El Martes a mediodía sonó el teléfono, era Rosa. Intenté un tono de abatimiento y le dije en voz baja (por si lo oía mi madre) que no pensaba volver al colegio. Insistió en verme esa misma tarde ante mi primera y última negativa; sus palabras eran entre seductoras e imperativas y no pude negarme, además el jueguito se ponía peligroso por la cantidad de ausencias injustificadas.
No recuerdo muy bien nuestra conversación aquella tarde, yo simulaba una crisis existencial sin atreverme a confesar los verdaderos móviles de mi actitud. Es evidente que ella comprendió la situación porque me vendió la lógica de una madre, envuelta en una remota promesa-esperanza que solo yo podía ver. Me dijo que esa tarde no iría a clase; me alegré y le propuse pasar la tarde juntos. Se negó, adujo que tenía mucho trabajo por hacer y me hizo prometerle que nos veríamos en clase al día siguiente. Me pagó con un beso más cerca de los labios de lo que era habitual.
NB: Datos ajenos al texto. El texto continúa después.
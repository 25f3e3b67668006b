//! HTTP server command
//!
//! Settings resolve as flag, then environment, then config file, then the
//! built-in defaults.

use std::net::SocketAddr;

use anyhow::{Context, Result};
use clap::Parser;

use jotter_server::http::{run_server, Mode, ServerConfig};

use super::{connect, database_url};
use crate::config::JotterConfig;

/// Arguments for the serve command
#[derive(Parser, Debug)]
pub struct ServeArgs {
    /// Address to bind to (default from config: 127.0.0.1:3030)
    #[arg(long, short = 'b', env = "JOTTER_BIND")]
    pub bind: Option<SocketAddr>,

    /// Database URL (overrides config)
    #[arg(long, env = "DATABASE_URL")]
    pub database_url: Option<String>,

    /// Which app to serve: `single` or `multi`
    #[arg(long, short = 'm', env = "JOTTER_MODE")]
    pub mode: Option<Mode>,

    /// Mark the session cookie Secure (serve behind HTTPS)
    #[arg(long)]
    pub secure_cookies: bool,
}

impl ServeArgs {
    fn server_config(&self, config: &JotterConfig) -> Result<ServerConfig> {
        let bind_addr = match self.bind {
            Some(addr) => addr,
            None => config.server.bind.parse().with_context(|| {
                format!("Invalid bind address in config: {}", config.server.bind)
            })?,
        };

        Ok(ServerConfig {
            bind_addr,
            mode: self.mode.unwrap_or(config.server.mode),
            secure_cookies: self.secure_cookies || config.server.secure_cookies,
            remember_days: config.server.remember_days,
        })
    }
}

/// Run the HTTP server
pub async fn run_serve(args: ServeArgs, config: &JotterConfig) -> Result<()> {
    let server_config = args.server_config(config)?;
    let database_url = database_url(args.database_url, config);

    tracing::info!(
        mode = %server_config.mode,
        database = %database_url,
        "starting jotter on {}",
        server_config.bind_addr
    );

    let pool = connect(&database_url, config).await?;

    // Run server (blocks until shutdown)
    run_server(pool, server_config)
        .await
        .context("Server error")?;

    Ok(())
}

#[cfg(test)]
mod tests {
    use super::*;

    fn args(bind: Option<&str>, mode: Option<Mode>) -> ServeArgs {
        ServeArgs {
            bind: bind.map(|b| b.parse().unwrap()),
            database_url: None,
            mode,
            secure_cookies: false,
        }
    }

    #[test]
    fn config_file_fills_missing_flags() {
        let mut config = JotterConfig::default();
        config.server.bind = "0.0.0.0:8080".into();
        config.server.mode = Mode::Single;
        config.server.secure_cookies = true;

        let resolved = args(None, None).server_config(&config).unwrap();
        assert_eq!(resolved.bind_addr.port(), 8080);
        assert_eq!(resolved.mode, Mode::Single);
        assert!(resolved.secure_cookies);
    }

    #[test]
    fn flags_win_over_config() {
        let mut config = JotterConfig::default();
        config.server.mode = Mode::Single;

        let resolved = args(Some("127.0.0.1:4000"), Some(Mode::Multi))
            .server_config(&config)
            .unwrap();
        assert_eq!(resolved.bind_addr.port(), 4000);
        assert_eq!(resolved.mode, Mode::Multi);
    }

    #[test]
    fn bad_configured_address_is_an_error() {
        let mut config = JotterConfig::default();
        config.server.bind = "not an address".into();

        assert!(args(None, None).server_config(&config).is_err());
    }
}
El miércoles, reaparecí con un importante caudal de mentiras y justificaciones, catalogadas precisamente según fueran para profesores o compañeros. Ella lo hizo con la prueba de amor más entrañable que habría de recibir de alguna mujer: más de una semana de apuntes de 8 materias diferentes que seguramente había copiado la tarde-noche anterior. Ese día, y sin dejar de estar enamorado de ella, comencé a quererla. Prometí pagarle el sábado siguiente; la cogí de la mano, por primera y última vez y le dije que haría cinco goles para ella.
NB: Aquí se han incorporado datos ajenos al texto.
//! Local username + password authentication
//!
//! Argon2 work runs on the blocking pool so a login burst does not stall the
//! async workers.

mod password;
mod session;

use sqlx::SqlitePool;

use crate::db::{DbError, User, UserRepo};
use crate::models::Registration;

pub use password::{hash_password, verify_password, PasswordError};
pub use session::{
    current_user_id, flash, login, logout, take_flashes, Flash, FlashLevel, SESSION_USER_ID_KEY,
};

#[derive(Debug, thiserror::Error)]
pub enum AuthError {
    #[error(transparent)]
    Database(#[from] DbError),

    #[error(transparent)]
    Password(#[from] PasswordError),

    #[error("password task failed: {0}")]
    Task(#[from] tokio::task::JoinError),
}

/// Hash and store a new account. A taken username is `DbError::Conflict`.
pub async fn create_account(
    pool: &SqlitePool,
    registration: &Registration,
) -> Result<User, AuthError> {
    let password = registration.password.expose().to_owned();
    let hash = tokio::task::spawn_blocking(move || hash_password(&password)).await??;

    let user = UserRepo::new(pool)
        .create(registration.username.as_str(), &hash)
        .await?;

    tracing::info!(user_id = user.id, username = %user.username, "account created");
    Ok(user)
}

/// The user with these credentials, or `None` for an unknown name or wrong password.
pub async fn authenticate(
    pool: &SqlitePool,
    username: &str,
    password: &str,
) -> Result<Option<User>, AuthError> {
    let Some(user) = UserRepo::new(pool).find_by_username(username.trim()).await? else {
        return Ok(None);
    };

    let hash = user.password_hash.clone();
    let password = password.to_owned();
    let valid = tokio::task::spawn_blocking(move || verify_password(&password, &hash)).await??;

    Ok(valid.then_some(user))
}

/// Accept a post-login redirect only if it stays on this site.
///
/// Local absolute paths pass. Scheme-relative (`//host`) paths fail, as does
/// any whitespace, control character, backslash, quote or angle bracket.
pub fn safe_next(next: Option<&str>) -> Option<&str> {
    next.filter(|n| {
        n.starts_with('/')
            && !n.starts_with("//")
            && !n
                .chars()
                .any(|c| c.is_whitespace() || c.is_control() || "\\\"'<>".contains(c))
    })
}

#[cfg(test)]
mod tests {
    use super::*;
    use crate::db::repos::testing;
    use crate::models::RegisterForm;

    fn registration(username: &str, password: &str) -> Registration {
        RegisterForm {
            username: username.into(),
            password: password.into(),
            confirm_password: password.into(),
        }
        .validate()
        .unwrap()
    }

    #[tokio::test]
    async fn create_then_authenticate() {
        let pool = testing::pool().await;
        let user = create_account(&pool, &registration("alice", "correct horse"))
            .await
            .unwrap();
        assert_ne!(user.password_hash, "correct horse");

        let found = authenticate(&pool, "alice", "correct horse").await.unwrap();
        assert_eq!(found.map(|u| u.id), Some(user.id));
    }

    #[tokio::test]
    async fn wrong_password_or_unknown_user() {
        let pool = testing::pool().await;
        create_account(&pool, &registration("alice", "correct horse"))
            .await
            .unwrap();

        assert!(authenticate(&pool, "alice", "wrong password")
            .await
            .unwrap()
            .is_none());
        assert!(authenticate(&pool, "mallory", "correct horse")
            .await
            .unwrap()
            .is_none());
    }

    #[tokio::test]
    async fn duplicate_account_conflicts() {
        let pool = testing::pool().await;
        create_account(&pool, &registration("alice", "correct horse"))
            .await
            .unwrap();

        let err = create_account(&pool, &registration("alice", "other password"))
            .await
            .unwrap_err();
        assert!(matches!(err, AuthError::Database(DbError::Conflict { .. })));
    }

    #[test]
    fn next_must_be_local() {
        assert_eq!(safe_next(Some("/home")), Some("/home"));
        assert_eq!(safe_next(Some("/view/3?x=1")), Some("/view/3?x=1"));
        assert_eq!(safe_next(Some("https://evil.example")), None);
        assert_eq!(safe_next(Some("//evil.example")), None);
        assert_eq!(safe_next(Some("/\\evil.example")), None);
        assert_eq!(safe_next(Some("/\" autofocus onfocus=\"alert(1)")), None);
        assert_eq!(safe_next(Some("/<script>")), None);
        assert_eq!(safe_next(Some("/home\n")), None);
        assert_eq!(safe_next(None), None);
    }
}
Los apuntes del martes, los copiamos juntos de Raquel Lancha, (de quien me enamoraría el curso siguiente). Fué una hora maravillosa, sentados juntos con nuestros brazos rozándose y mirándonos cada tanto con sonrisas cómplices. Pasaron sin novedad los dos días siguientes y llegó el sábado. Son vagos los recuerdos de aquel día en que viví la felicidad como un premio inmerecido pero en el momento preciso; no tengo muy presentes los cuatro anteriores, pero aquel quinto gol no se borrará jamás de mi memoria. Lo festejé como un poseído. Nadie entendía muy bien que un jugador de un equipo que ganaba por 11 a 3 , corriera con los ojos fuera de las órbitas, a abrazarse con otra endemoniada del público que saltaba y gritaba con dos ríos grises en las mejillas.